### Data in this exercise
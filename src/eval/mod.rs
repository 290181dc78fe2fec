//! RPL evaluator.
//!
//! Evaluation is direct: each object's Evaluate handler does its work on the
//! runtime's stack, and composites recurse through [`crate::dispatch`].
//! Commands live in the submodules below, grouped by what they act on;
//! every one of them checks its arguments before touching the stack, so a
//! failed command leaves the stack as it found it. `EVAL` is the exception:
//! its argument is consumed before it runs.

pub mod arith;
pub mod lists;
pub mod stack;
pub mod store;

#[cfg(test)]
mod commands_test;

use crate::data::objects::Object;
use crate::data::Ptr;
use crate::dispatch;
use crate::reader::ReadErr;

/// Errors reported by the runtime and its commands.
#[derive(Debug, Clone, PartialEq)]
pub enum Error {
    /// No room left in the arena, even after a collection.
    OutOfMemory { requested: usize },
    TooFewArguments { needed: usize, depth: usize },
    BadArgumentType(&'static str),
    DivideByZero,
    /// A decimal result that is infinite or not a number.
    Overflow,
    /// No handler in the kind's chain answers the operation.
    NotImplemented { op: &'static str, tag: &'static str },
    InvalidObject(String),
    Undefined(String),
    InvalidName,
    /// A condition left the stack at the wrong depth.
    BadStackDepth { expected: usize, got: usize },
    Interrupted,
    RecursionLimit,
    Read(ReadErr),
}

impl std::fmt::Display for Error {
    fn fmt(&self, f: &mut std::fmt::Formatter<'_>) -> std::fmt::Result {
        match self {
            Error::OutOfMemory { requested } => {
                write!(f, "out of memory ({requested} bytes requested)")
            }
            Error::TooFewArguments { needed, depth } => {
                write!(f, "too few arguments: need {needed}, stack has {depth}")
            }
            Error::BadArgumentType(expected) => write!(f, "bad argument type: expected {expected}"),
            Error::DivideByZero => write!(f, "divide by zero"),
            Error::Overflow => write!(f, "numeric overflow"),
            Error::NotImplemented { op, tag } => write!(f, "{op} is not implemented for {tag}"),
            Error::InvalidObject(why) => write!(f, "invalid object: {why}"),
            Error::Undefined(name) => write!(f, "undefined name {name}"),
            Error::InvalidName => write!(f, "invalid name"),
            Error::BadStackDepth { expected, got } => {
                write!(f, "bad stack depth: expected {expected}, got {got}")
            }
            Error::Interrupted => write!(f, "interrupted"),
            Error::RecursionLimit => write!(f, "too many nested objects"),
            Error::Read(e) => e.fmt(f),
        }
    }
}

impl std::error::Error for Error {
    fn source(&self) -> Option<&(dyn std::error::Error + 'static)> {
        match self {
            Error::Read(e) => Some(e),
            _ => None,
        }
    }
}

impl From<ReadErr> for Error {
    fn from(value: ReadErr) -> Self {
        Error::Read(value)
    }
}

/// Evaluate each child of a list or program, in order.
pub fn run(sequence: &Ptr) -> Result<(), Error> {
    let rt = sequence.runtime();
    for child in sequence.children() {
        rt.interrupt().check()?;
        dispatch::evaluate(&child)?;
    }
    Ok(())
}

/// Run a condition clause and pop its truth value.
pub fn test(condition: &Ptr) -> Result<bool, Error> {
    let rt = condition.runtime();
    let before = rt.depth();
    run(condition)?;
    let after = rt.depth();
    if after != before + 1 {
        return Err(Error::BadStackDepth {
            expected: before + 1,
            got: after,
        });
    }
    truth(&rt.pop()?)
}

/// Non-zero numbers are true.
pub fn truth(value: &Ptr) -> Result<bool, Error> {
    match value.get()? {
        Object::Integer(i) => Ok(i != 0),
        Object::Decimal(d) => Ok(d != 0.0),
        _ => Err(Error::BadArgumentType("a number as a condition")),
    }
}
//! Evaluation, global variables and memory.

use crate::data::objects::{self, Object};
use crate::data::{Ptr, Runtime, Tag};
use crate::dispatch;
use crate::eval::Error;

/// The variable name an object stands for: a symbol, or a quoted symbol.
fn name(object: &Ptr) -> Result<String, Error> {
    let named = match object.tag() {
        Tag::Quote => object.children().into_iter().next(),
        _ => Some(object.clone()),
    };
    match named.map(|p| p.get()).transpose()? {
        Some(Object::Symbol(s)) => Ok(s),
        _ => Err(Error::BadArgumentType("a name")),
    }
}

/// `obj EVAL`: remove `obj` and execute it.
///
/// The object is gone before it runs, so what it does to the stack starts
/// from the levels below it. It stays gone if execution fails.
pub fn eval(rt: &Runtime) -> Result<(), Error> {
    let object = rt.pop()?;
    dispatch::execute(&object)
}

/// `value 'name' STO`
pub fn sto(rt: &Runtime) -> Result<(), Error> {
    rt.args(2)?;
    let name = name(&rt.peek(0)?)?;
    rt.store(&name, &rt.peek(1)?)?;
    rt.discard(2)
}

/// `'name' RCL`
pub fn rcl(rt: &Runtime) -> Result<(), Error> {
    rt.args(1)?;
    let name = name(&rt.peek(0)?)?;
    match rt.lookup(&name) {
        Some(value) => rt.set(0, &value),
        None => Err(Error::Undefined(name)),
    }
}

/// `'name' PURGE`
pub fn purge(rt: &Runtime) -> Result<(), Error> {
    rt.args(1)?;
    let name = name(&rt.peek(0)?)?;
    if !rt.purge(&name)? {
        return Err(Error::Undefined(name));
    }
    rt.discard(1)
}

/// Free bytes, after a collection.
pub fn mem(rt: &Runtime) -> Result<(), Error> {
    rt.collect();
    let free = rt.stats().free;
    let free = rt.make(&objects::Integer::from(free as i64))?;
    rt.push(&free)
}

pub fn gc(rt: &Runtime) -> Result<(), Error> {
    rt.collect();
    Ok(())
}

### Your assignment
Please find every line in the records that contains the word "RecursionLimit", and copy it out.

### Response to this task
    RecursionLimit,
            Error::RecursionLimit => write!(f, "too many nested objects"),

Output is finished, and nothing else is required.